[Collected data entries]
=== Begin Enclosure ===

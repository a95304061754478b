//! Terminal setup/teardown helpers for the CLI UI.
use anyhow::Result;
use crossterm::{
    execute,
    terminal::{EnterAlternateScreen, LeaveAlternateScreen, disable_raw_mode, enable_raw_mode},
};
use ratatui::{Terminal, backend::CrosstermBackend};
use std::io::{self, Stdout};

pub type Tui = Terminal<CrosstermBackend<Stdout>>;

pub fn init() -> Result<Tui> {
    enable_raw_mode()?;

    let mut stdout = io::stdout();
    execute!(stdout, EnterAlternateScreen)?;

    let backend = CrosstermBackend::new(stdout);
    let mut terminal = Terminal::new(backend)?;
    terminal.hide_cursor()?;

    Ok(terminal)
}

pub fn restore() -> Result<()> {
    execute!(io::stdout(), LeaveAlternateScreen)?;
    disable_raw_mode()?;
    Ok(())
}

/// Restores the terminal even when the UI exits through an error.
pub struct TerminalGuard;

impl Drop for TerminalGuard {
    fn drop(&mut self) {
        let _ = restore();
    }
}
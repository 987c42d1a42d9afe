//! SQLite FTS5 mail index

use super::traits::{TextRow, TextSearchBackend, TextSearchPage};
use crate::error::{FedSearchError, Result};
use crate::query::PredicateValue;
use crate::search::{SearchSource, TextQuery};
use async_trait::async_trait;
use chrono::{DateTime, Utc};
use rusqlite::{params, Connection, InterruptHandle, ToSql};
use std::path::Path;
use std::sync::atomic::{AtomicU8, Ordering};
use std::sync::{Arc, Mutex, MutexGuard};

const SCHEMA_VERSION: i32 = 1;

const CREATE_TABLES: &str = r#"
CREATE TABLE IF NOT EXISTS schema_version (
    version INTEGER PRIMARY KEY
);

-- One row per synced message
CREATE TABLE IF NOT EXISTS messages (
    id INTEGER PRIMARY KEY AUTOINCREMENT,
    user_id TEXT NOT NULL,
    connection_id TEXT,
    provider_id TEXT,
    subject TEXT NOT NULL DEFAULT '',
    snippet TEXT NOT NULL DEFAULT '',
    body TEXT NOT NULL DEFAULT '',
    sender TEXT NOT NULL DEFAULT '',
    recipients TEXT NOT NULL DEFAULT '',
    folder TEXT,
    received_at INTEGER,
    is_read INTEGER NOT NULL DEFAULT 0,
    is_starred INTEGER NOT NULL DEFAULT 0,
    has_attachment INTEGER NOT NULL DEFAULT 0,
    UNIQUE(user_id, provider_id)
);

CREATE INDEX IF NOT EXISTS idx_messages_user_received
    ON messages(user_id, received_at DESC);

-- Full-text index, rowid = messages.id
CREATE VIRTUAL TABLE IF NOT EXISTS messages_fts USING fts5(
    subject,
    snippet,
    body,
    sender,
    tokenize='porter unicode61'
);
"#;

const CREATE_TRIGGERS: &str = r#"
CREATE TRIGGER IF NOT EXISTS messages_ai AFTER INSERT ON messages
BEGIN
    INSERT INTO messages_fts(rowid, subject, snippet, body, sender)
    VALUES (new.id, new.subject, new.snippet, new.body, new.sender);
END;

CREATE TRIGGER IF NOT EXISTS messages_ad AFTER DELETE ON messages
BEGIN
    DELETE FROM messages_fts WHERE rowid = old.id;
END;

CREATE TRIGGER IF NOT EXISTS messages_au AFTER UPDATE ON messages
BEGIN
    DELETE FROM messages_fts WHERE rowid = old.id;
    INSERT INTO messages_fts(rowid, subject, snippet, body, sender)
    VALUES (new.id, new.subject, new.snippet, new.body, new.sender);
END;
"#;
//! Fedsearch Core Library
//!
//! Federated mail search for an assistant: one query fans out to a local
//! full-text index, a vector index and the user's mail provider, and the
//! answers come back as a single ranked list.
//!
//! # Features
//! - Rule-based query analysis (`from:`, `is:unread`, `after:2024/01/31`, ...)
//! - Intent-driven strategy planning
//! - Phased execution with per-phase deadlines and low-recall escalation
//! - Reciprocal Rank Fusion, weighted-score and dedup-only merging
//! - TTL response cache with per-user invalidation
//! - SQLite FTS5 mail index and in-memory vector store adapters

pub mod backends;
pub mod config;
pub mod error;
pub mod query;
pub mod search;

pub use backends::{
    Credential, Embedder, MemoryVectorStore, NewMessage, RemoteSearch, SqliteMailIndex,
    StoredVector, TextSearchBackend, VectorStore,
};
pub use config::{CacheConfig, FusionConfig, SearchConfig, SourceWeights};
pub use error::{Error, FedSearchError, Result};
pub use query::{analyze_query, Intent, ParsedQuery, ProviderSplitQuery, QueryAnalyzer};
pub use search::{
    MergeStrategy, SearchCache, SearchContext, SearchFilters, SearchPlan, SearchRequest,
    SearchResponse, SearchResult, SearchService, SearchServiceBuilder, SearchSource, SourceError,
    Strategy,
};

/// Default config directory name
pub const CONFIG_DIR_NAME: &str = "fedsearch";
//! In-memory vector store with brute-force cosine similarity

use super::traits::{VectorHit, VectorSearchOptions, VectorStore};
use crate::error::{FedSearchError, Result};
use crate::search::SearchSource;
use async_trait::async_trait;
use std::cmp::Ordering;
use std::collections::HashMap;
use std::sync::RwLock;

/// An embedded message
#[derive(Debug, Clone, Default)]
pub struct StoredVector {
    pub user_id: String,
    /// Internal message id (numeric) or provider id
    pub id: String,
    pub vector: Vec<f32>,
    pub content: String,
    pub metadata: HashMap<String, String>,
}

impl StoredVector {
    pub fn new(user_id: impl Into<String>, id: impl Into<String>, vector: Vec<f32>) -> Self {
        Self {
            user_id: user_id.into(),
            id: id.into(),
            vector,
            ..Default::default()
        }
    }

    pub fn with_content(mut self, content: impl Into<String>) -> Self {
        self.content = content.into();
        self
    }

    pub fn with_metadata(mut self, key: impl Into<String>, value: impl Into<String>) -> Self {
        self.metadata.insert(key.into(), value.into());
        self
    }
}

/// Vector store for small corpora and tests
#[derive(Debug, Default)]
pub struct MemoryVectorStore {
    items: RwLock<Vec<StoredVector>>,
}

impl MemoryVectorStore {
    pub fn new() -> Self {
        Self::default()
    }

    /// Add a vector, replacing any previous one with the same user and id
    pub fn insert(&self, item: StoredVector) -> Result<()> {
        let mut items = self.write()?;
        items.retain(|v| !(v.user_id == item.user_id && v.id == item.id));
        items.push(item);
        Ok(())
    }

    pub fn remove(&self, user_id: &str, id: &str) -> Result<bool> {
        let mut items = self.write()?;
        let before = items.len();
        items.retain(|v| !(v.user_id == user_id && v.id == id));
        Ok(items.len() < before)
    }

    pub fn len(&self) -> usize {
        self.items.read().map(|items| items.len()).unwrap_or(0)
    }

    pub fn is_empty(&self) -> bool {
        self.len() == 0
    }

    fn write(&self) -> Result<std::sync::RwLockWriteGuard<'_, Vec<StoredVector>>> {
        self.items
            .write()
            .map_err(|_| FedSearchError::backend(SearchSource::Vector, "vector store lock poisoned"))
    }
}

/// Compute cosine similarity between two vectors
pub fn cosine_similarity(a: &[f32], b: &[f32]) -> f32 {
    if a.len() != b.len() || a.is_empty() {
        return 0.0;
    }

    let dot: f32 = a.iter().zip(b).map(|(x, y)| x * y).sum();
    let norm_a: f32 = a.iter().map(|x| x * x).sum::<f32>().sqrt();
    let norm_b: f32 = b.iter().map(|x| x * x).sum::<f32>().sqrt();

    if norm_a == 0.0 || norm_b == 0.0 {
        return 0.0;
    }

    dot / (norm_a * norm_b)
}

#[async_trait]
impl VectorStore for MemoryVectorStore {
    async fn search(&self, vector: &[f32], options: &VectorSearchOptions) -> Result<Vec<VectorHit>> {
        let items = self
            .items
            .read()
            .map_err(|_| FedSearchError::backend(SearchSource::Vector, "vector store lock poisoned"))?;

        let mut hits: Vec<VectorHit> = items
            .iter()
            .filter(|item| item.user_id == options.user_id)
            .filter_map(|item| {
                let score = cosine_similarity(vector, &item.vector);
                (score >= options.min_score).then(|| VectorHit {
                    id: item.id.clone(),
                    score,
                    content: item.content.clone(),
                    metadata: item.metadata.clone(),
                })
            })
            .collect();

        hits.sort_by(|a, b| b.score.partial_cmp(&a.score).unwrap_or(Ordering::Equal));
        hits.truncate(options.limit);
        Ok(hits)
    }
}

#[cfg(test)]
mod tests {
    use super::*;

    #[test]
    fn test_cosine_similarity() {
        assert!((cosine_similarity(&[1.0, 0.0], &[1.0, 0.0]) - 1.0).abs() < 1e-6);
        assert!(cosine_similarity(&[1.0, 0.0], &[0.0, 1.0]).abs() < 1e-6);
        assert_eq!(cosine_similarity(&[1.0], &[1.0, 0.0]), 0.0);
        assert_eq!(cosine_similarity(&[0.0, 0.0], &[1.0, 0.0]), 0.0);
    }

    fn store() -> MemoryVectorStore {
        let store = MemoryVectorStore::new();
        store
            .insert(StoredVector::new("u1", "1", vec![1.0, 0.0]).with_metadata("subject", "exact"))
            .unwrap();
        store
            .insert(StoredVector::new("u1", "2", vec![0.8, 0.6]).with_metadata("subject", "close"))
            .unwrap();
        store.insert(StoredVector::new("u1", "3", vec![0.0, 1.0])).unwrap();
        store.insert(StoredVector::new("u2", "4", vec![1.0, 0.0])).unwrap();
        store
    }

    fn options(user: &str, limit: usize, min_score: f32) -> VectorSearchOptions {
        VectorSearchOptions {
            user_id: user.to_string(),
            limit,
            min_score,
        }
    }

    #[tokio::test]
    async fn test_search_ranked_and_filtered() {
        let hits = store().search(&[1.0, 0.0], &options("u1", 10, 0.3)).await.unwrap();
        let ids: Vec<_> = hits.iter().map(|h| h.id.as_str()).collect();
        assert_eq!(ids, vec!["1", "2"]);
        assert_eq!(hits[1].metadata.get("subject").map(String::as_str), Some("close"));
        assert!((hits[1].score - 0.8).abs() < 1e-6);
    }

    #[tokio::test]
    async fn test_search_respects_limit() {
        let hits = store().search(&[1.0, 0.0], &options("u1", 1, 0.0)).await.unwrap();
        assert_eq!(hits.len(), 1);
        assert_eq!(hits[0].id, "1");
    }

    #[test]
    fn test_insert_replaces_and_remove() {
        let store = store();
        assert_eq!(store.len(), 4);
        store.insert(StoredVector::new("u1", "1", vec![0.0, 1.0])).unwrap();
        assert_eq!(store.len(), 4);
        assert!(store.remove("u2", "4").unwrap());
        assert!(!store.remove("u2", "4").unwrap());
        assert_eq!(store.len(), 3);
    }
}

=== End Enclosure ===

▸ **YOUR TASK**: Lines from the top of the data above through the line with "fn drop(&mut self)", both ends included: copy them exactly, nothing more.

▸ **OUTPUT OF THE EXERCISE**:
repository a95304061754478b
//! Terminal setup/teardown helpers for the CLI UI.
use anyhow::Result;
use crossterm::{
    execute,
    terminal::{EnterAlternateScreen, LeaveAlternateScreen, disable_raw_mode, enable_raw_mode},
};
use ratatui::{Terminal, backend::CrosstermBackend};
use std::io::{self, Stdout};

pub type Tui = Terminal<CrosstermBackend<Stdout>>;

pub fn init() -> Result<Tui> {
    enable_raw_mode()?;

    let mut stdout = io::stdout();
    execute!(stdout, EnterAlternateScreen)?;

    let backend = CrosstermBackend::new(stdout);
    let mut terminal = Terminal::new(backend)?;
    terminal.hide_cursor()?;

    Ok(terminal)
}

pub fn restore() -> Result<()> {
    execute!(io::stdout(), LeaveAlternateScreen)?;
    disable_raw_mode()?;
    Ok(())
}

/// Restores the terminal even when the UI exits through an error.
pub struct TerminalGuard;

impl Drop for TerminalGuard {
    fn drop(&mut self) {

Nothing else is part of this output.